ECLI:NL:GHAMS:2018:3936

Gerechtshof Amsterdam

Datum uitspraak
24 oktober 2018
Publicatiedatum
26 oktober 2018
Zaaknummer
15/186684-18
Instantie
Gerechtshof Amsterdam
Type
Uitspraak
Rechtsgebied
Strafrecht
Procedures
  • Raadkamer
Vindplaatsen
  • Rechtspraak.nl
AI samenvatting door LexboostAutomatisch gegenereerd

Voorlopige hechtenis; recidive- en collusiegevaar

In deze zaak heeft het Gerechtshof Amsterdam op 24 oktober 2018 uitspraak gedaan in hoger beroep tegen de beschikking van de rechtbank Noord-Holland, locatie Haarlemmermeer, van 3 oktober 2018, waarin een bevel tot gevangenhouding van de verdachte werd gegeven. De verdachte, geboren in 1987 en thans verblijvende in het huis van bewaring P.I.V. Nieuwersluis, heeft hoger beroep ingesteld tegen deze beschikking. Het hof heeft kennisgenomen van de akte van de griffier van de rechtbank en de stukken met betrekking tot de voorlopige hechtenis van de verdachte. Tijdens de zitting heeft het hof de advocaat-generaal en de raadsman van de verdachte, mr. T. Nieuwburg, gehoord.

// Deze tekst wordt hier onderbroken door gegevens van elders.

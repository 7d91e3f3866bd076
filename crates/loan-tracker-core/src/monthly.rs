//! Payment totals bucketed by calendar month, for charting.

use chrono::{Datelike, NaiveDate};
use rust_decimal::Decimal;
use serde::{Deserialize, Serialize};
use std::collections::BTreeMap;

use crate::types::{Loan, Money, Payment};

/// One chart point: all payments received in a calendar month.
#[derive(Debug, Clone, PartialEq, Serialize, Deserialize)]
pub struct MonthlyTotal {
    /// First day of the month.
    pub month: NaiveDate,
    /// e.g. "Jan 2024"
    pub label: String,
    pub total: Money,
    pub payment_count: usize,
}

/// Group payments by `(year, month)` and sum each group, ascending by month.
/// Months without payments are not emitted.
pub fn monthly_payment_totals(payments: &[Payment]) -> Vec<MonthlyTotal> {
    bucket(payments.iter())
}

/// Monthly totals across every payment of every loan.
pub fn portfolio_monthly_totals(loans: &[Loan]) -> Vec<MonthlyTotal> {
    bucket(loans.iter().flat_map(|loan| loan.payments.iter()))
}

/// A loan's payments, most recent first. Payments on the same date keep
/// their insertion order.
pub fn payment_history(loan: &Loan) -> Vec<Payment> {
    let mut history = loan.payments.clone();
    history.sort_by(|a, b| b.date.cmp(&a.date));
    history
}

fn bucket<'a>(payments: impl Iterator<Item = &'a Payment>) -> Vec<MonthlyTotal> {
    let mut months: BTreeMap<(i32, u32), (Money, usize)> = BTreeMap::new();
    for payment in payments {
        let entry = months
            .entry((payment.date.year(), payment.date.month()))
            .or_insert((Decimal::ZERO, 0));
        entry.0 += payment.amount;
        entry.1 += 1;
    }

    months
        .into_iter()
        .filter_map(|((year, month), (total, payment_count))| {
            let first = NaiveDate::from_ymd_opt(year, month, 1)?;
            Some(MonthlyTotal {
                month: first,
                label: first.format("%b %Y").to_string(),
                total,
                payment_count,
            })
        })
        .collect()
}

Het hof heeft de beschikking waarvan beroep en de gronden waarop deze berust, in overweging genomen. Het hof is van oordeel dat er sprake is van een ernstige vrees dat de verdachte zich schuldig zal maken aan een misdrijf waarop een gevangenisstraf van zes jaren of meer is gesteld. Dit oordeel is mede gebaseerd op het feit dat er nog een medeverdachte moet worden gehoord en er collusiegevaar aanwezig is. De voorlopige hechtenis is derhalve noodzakelijk voor de waarheidsvinding, en de onderzoeksgrond blijft onverminderd aanwezig.

Uiteindelijk heeft het hof het beroep tegen de bestreden beschikking afgewezen. Deze beschikking is gegeven in raadkamer door de voorzitter en de raadsheren, in tegenwoordigheid van de griffier. De advocaat-generaal heeft de beschikking ter kennis van de verdachte gebracht.

Uitspraak

GERECHTSHOF AMSTERDAM,
MEERVOUDIGE STRAFKAMER, RAADKAMER
BESCHIKKINGin raadkamer op het hoger beroep in de zaak van
[verdachte],
geboren te [geboorteplaats] op [geboortedag] 1987,
wonende te [adres],
thans verblijvende in het huis van bewaring P.I.V. Nieuwersluis te Loenen aan de Vecht,
tegen de beschikking van de rechtbank Noord-Holland, locatie Haarlemmermeer van 3 oktober 2018, houdende bevel tot haar gevangenhouding.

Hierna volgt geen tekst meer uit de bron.